*Exercise directions:*
What is the number of lines in the data below that hold the word "ProcessStatus"? Give nothing beyond that number.

*Supplied records:*
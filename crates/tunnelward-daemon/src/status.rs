//! Composite tunnel status.
//!
//! Folds the process, URL, health, relay and recovery snapshots into the one
//! view external callers consume. The fold is pure; a background task
//! recomputes it whenever a constituent changes.

use std::sync::Arc;
use std::time::SystemTime;

use serde::Serialize;
use tokio::sync::watch;
use tokio::task::JoinHandle;
use tracing::debug;
use tunnelward_core::RelayServerInfo;

use crate::health::{HealthState, HealthStatus};
use crate::process::{ProcessState, ProcessStatus, TunnelUrlInfo};
use crate::reconnect::{RecoveryPhase, RecoveryState};

/// Externally visible tunnel phase.
#[derive(Debug, Clone, PartialEq, Eq, Serialize)]
#[serde(tag = "phase", rename_all = "kebab-case")]
pub enum TunnelPhase {
    Stopped,
    Starting,
    /// Running, but no URL yet or health not yet positive.
    Connecting,
    Online,
    Degraded,
    Reconnecting { attempt: u32, max_attempts: u32 },
    FailingOver,
    /// No further automatic recovery.
    Failed { reason: String },
}

impl std::fmt::Display for TunnelPhase {
    fn fmt(&self, f: &mut std::fmt::Formatter<'_>) -> std::fmt::Result {
        match self {
            Self::Stopped => write!(f, "stopped"),
            Self::Starting => write!(f, "starting"),
            Self::Connecting => write!(f, "connecting"),
            Self::Online => write!(f, "online"),
            Self::Degraded => write!(f, "degraded"),
            Self::Reconnecting {
                attempt,
                max_attempts,
            } => write!(f, "reconnecting, attempt {attempt} of {max_attempts}"),
            Self::FailingOver => write!(f, "failing over"),
            Self::Failed { reason } => write!(f, "failed: {reason}"),
        }
    }
}

/// Read-only view of the whole tunnel.
#[derive(Debug, Clone, PartialEq, Serialize)]
pub struct CompositeStatus {
    pub phase: TunnelPhase,
    pub process: Option<ProcessStatus>,
    pub health: HealthStatus,
    pub url: Option<TunnelUrlInfo>,
    pub relay: Option<RelayServerInfo>,
    pub reconnect_attempt: u32,
    pub max_attempts: u32,
    pub updated_at: SystemTime,
}

/// Fold constituent snapshots into a composite status.
///
/// URL and health snapshots that belong to an earlier run are ignored.
pub fn fold(
    process: Option<&ProcessStatus>,
    url: Option<&TunnelUrlInfo>,
    health: &HealthStatus,
    relay: Option<&RelayServerInfo>,
    recovery: &RecoveryState,
) -> CompositeStatus {
    let run_id = process.map(|p| p.run_id);
    let url = url.filter(|u| Some(u.run_id) == run_id);
    let health = if health.run_id == run_id {
        health.clone()
    } else {
        HealthStatus::unknown()
    };

    let phase = match &recovery.phase {
        RecoveryPhase::Failed { reason } => TunnelPhase::Failed {
            reason: reason.clone(),
        },
        RecoveryPhase::FailingOver => TunnelPhase::FailingOver,
        RecoveryPhase::Reconnecting {
            attempt,
            max_attempts,
        } => TunnelPhase::Reconnecting {
            attempt: *attempt,
            max_attempts: *max_attempts,
        },
        RecoveryPhase::Idle => match process.map(|p| p.state) {
            None | Some(ProcessState::Stopped) => TunnelPhase::Stopped,
            Some(ProcessState::Starting) => TunnelPhase::Starting,
            Some(ProcessState::Running) => match (url, health.state) {
                (Some(_), HealthState::Healthy) => TunnelPhase::Online,
                (Some(_), HealthState::Degraded) => TunnelPhase::Degraded,
                _ => TunnelPhase::Connecting,
            },
        },
    };

    CompositeStatus {
        phase,
        process: process.cloned(),
        health,
        url: url.cloned(),
        relay: relay.cloned(),
        reconnect_attempt: recovery.attempt,
        max_attempts: recovery.max_attempts,
        updated_at: SystemTime::now(),
    }
}

/// Keeps a composite status current.
pub struct StatusAggregator {
    process_rx: watch::Receiver<Option<Arc<ProcessStatus>>>,
    url_rx: watch::Receiver<Option<Arc<TunnelUrlInfo>>>,
    health_rx: watch::Receiver<Arc<HealthStatus>>,
    relay_rx: watch::Receiver<Option<RelayServerInfo>>,
    recovery_rx: watch::Receiver<RecoveryState>,
    status_tx: watch::Sender<Arc<CompositeStatus>>,
}

impl StatusAggregator {
    pub fn new(
        process_rx: watch::Receiver<Option<Arc<ProcessStatus>>>,
        url_rx: watch::Receiver<Option<Arc<TunnelUrlInfo>>>,
        health_rx: watch::Receiver<Arc<HealthStatus>>,
        relay_rx: watch::Receiver<Option<RelayServerInfo>>,
        recovery_rx: watch::Receiver<RecoveryState>,
    ) -> Self {
        let initial = fold(None, None, &HealthStatus::unknown(), None, &RecoveryState::default());
        let (status_tx, _) = watch::channel(Arc::new(initial));
        let aggregator = Self {
            process_rx,
            url_rx,
            health_rx,
            relay_rx,
            recovery_rx,
            status_tx,
        };
        aggregator.status_tx.send_replace(Arc::new(aggregator.status()));
        aggregator
    }

    /// Current composite status, folded from the latest snapshots.
    pub fn status(&self) -> CompositeStatus {
        let process = self.process_rx.borrow().clone();
        let url = self.url_rx.borrow().clone();
        let health = Arc::clone(&self.health_rx.borrow());
        let relay = self.relay_rx.borrow().clone();
        let recovery = self.recovery_rx.borrow().clone();
        fold(
            process.as_deref(),
            url.as_deref(),
            &health,
            relay.as_ref(),
            &recovery,
        )
    }

    pub fn watch_status(&self) -> watch::Receiver<Arc<CompositeStatus>> {
        self.status_tx.subscribe()
    }

    /// Recompute on every constituent change until aborted.
    pub fn spawn(self: &Arc<Self>) -> JoinHandle<()> {
        tokio::spawn(Arc::clone(self).run())
    }

    async fn run(self: Arc<Self>) {
        let mut process_rx = self.process_rx.clone();
        let mut url_rx = self.url_rx.clone();
        let mut health_rx = self.health_rx.clone();
        let mut relay_rx = self.relay_rx.clone();
        let mut recovery_rx = self.recovery_rx.clone();

        loop {
            let changed = tokio::select! {
                r = process_rx.changed() => r,
                r = url_rx.changed() => r,
                r = health_rx.changed() => r,
                r = relay_rx.changed() => r,
                r = recovery_rx.changed() => r,
            };
            if changed.is_err() {
                break;
            }
            process_rx.mark_unchanged();
            url_rx.mark_unchanged();
            health_rx.mark_unchanged();
            relay_rx.mark_unchanged();
            recovery_rx.mark_unchanged();

            let status = self.status();
            let phase_changed = self.status_tx.borrow().phase != status.phase;
            if phase_changed {
                debug!(phase = %status.phase, "Tunnel phase changed");
            }
            self.status_tx.send_replace(Arc::new(status));
        }
    }
}

#[cfg(test)]
mod tests {
    use std::time::Duration;

    use tunnelward_core::TunnelConfig;

    use super::*;
    use crate::process::ExitReason;

    fn running(run_id: u64) -> ProcessStatus {
        let config = TunnelConfig::new("127.0.0.1", 5000, "relay.example", 7000, "p1");
        ProcessStatus::starting(run_id, config).running(Some(10))
    }

    fn url(run_id: u64) -> TunnelUrlInfo {
        TunnelUrlInfo {
            url: "https://p1.relay.example".into(),
            run_id,
            detected_at: SystemTime::now(),
        }
    }

    fn health(run_id: u64, state: HealthState) -> HealthStatus {
        HealthStatus {
            state,
            run_id: Some(run_id),
            latency: Some(Duration::from_millis(5)),
            ..HealthStatus::unknown()
        }
    }

    fn idle() -> RecoveryState {
        RecoveryState {
            max_attempts: 5,
            ..RecoveryState::default()
        }
    }

    #[test]
    fn stopped_without_process() {
        let status = fold(None, None, &HealthStatus::unknown(), None, &idle());
        assert_eq!(status.phase, TunnelPhase::Stopped);
        assert_eq!(status.max_attempts, 5);
    }

    #[test]
    fn running_phases() {
        let p = running(1);
        let phase = |u: Option<&TunnelUrlInfo>, h: HealthState| {
            fold(Some(&p), u, &health(1, h), None, &idle()).phase
        };
        assert_eq!(phase(None, HealthState::Unknown), TunnelPhase::Connecting);
        assert_eq!(phase(Some(&url(1)), HealthState::Unknown), TunnelPhase::Connecting);
        assert_eq!(phase(Some(&url(1)), HealthState::Unhealthy), TunnelPhase::Connecting);
        assert_eq!(phase(Some(&url(1)), HealthState::Healthy), TunnelPhase::Online);
        assert_eq!(phase(Some(&url(1)), HealthState::Degraded), TunnelPhase::Degraded);
    }

    #[test]
    fn stale_url_and_health_are_dropped() {
        let p = running(2);
        let status = fold(Some(&p), Some(&url(1)), &health(1, HealthState::Healthy), None, &idle());
        assert_eq!(status.phase, TunnelPhase::Connecting);
        assert!(status.url.is_none());
        assert_eq!(status.health.state, HealthState::Unknown);
    }

    #[test]
    fn recovery_phase_takes_priority() {
        let p = running(1).stopped(Some(1), ExitReason::Unexpected);
        let recovery = RecoveryState {
            phase: RecoveryPhase::Reconnecting {
                attempt: 2,
                max_attempts: 5,
            },
            attempt: 2,
            max_attempts: 5,
        };
        let status = fold(Some(&p), None, &HealthStatus::unknown(), None, &recovery);
        assert_eq!(status.phase.to_string(), "reconnecting, attempt 2 of 5");
        assert_eq!(status.reconnect_attempt, 2);

        let failed = RecoveryState {
            phase: RecoveryPhase::Failed {
                reason: "no alternate relay".into(),
            },
            ..recovery
        };
        let status = fold(Some(&p), None, &HealthStatus::unknown(), None, &failed);
        assert!(matches!(status.phase, TunnelPhase::Failed { .. }));
    }

    #[test]
    fn serializes_phase_tag() {
        let status = fold(None, None, &HealthStatus::unknown(), None, &idle());
        let json = serde_json::to_value(&status).unwrap_or_default();
        assert_eq!(json["phase"]["phase"], "stopped");
    }

    #[tokio::test]
    async fn republishes_on_change() {
        let (process_tx, process_rx) = watch::channel(None);
        let (_url_tx, url_rx) = watch::channel(None);
        let (_health_tx, health_rx) = watch::channel(Arc::new(HealthStatus::unknown()));
        let (_relay_tx, relay_rx) = watch::channel(None);
        let (_recovery_tx, recovery_rx) = watch::channel(idle());
        let aggregator = Arc::new(StatusAggregator::new(
            process_rx,
            url_rx,
            health_rx,
            relay_rx,
            recovery_rx,
        ));
        let mut rx = aggregator.watch_status();
        let task = aggregator.spawn();

        process_tx.send_replace(Some(Arc::new(running(1))));
        tokio::time::timeout(Duration::from_secs(5), async {
            while rx.borrow_and_update().phase != TunnelPhase::Connecting {
                rx.changed().await.ok();
            }
        })
        .await
        .ok();
        assert_eq!(aggregator.status().phase, TunnelPhase::Connecting);
        assert_eq!(rx.borrow().phase, TunnelPhase::Connecting);
        task.abort();
    }
}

*Problem solution:*
7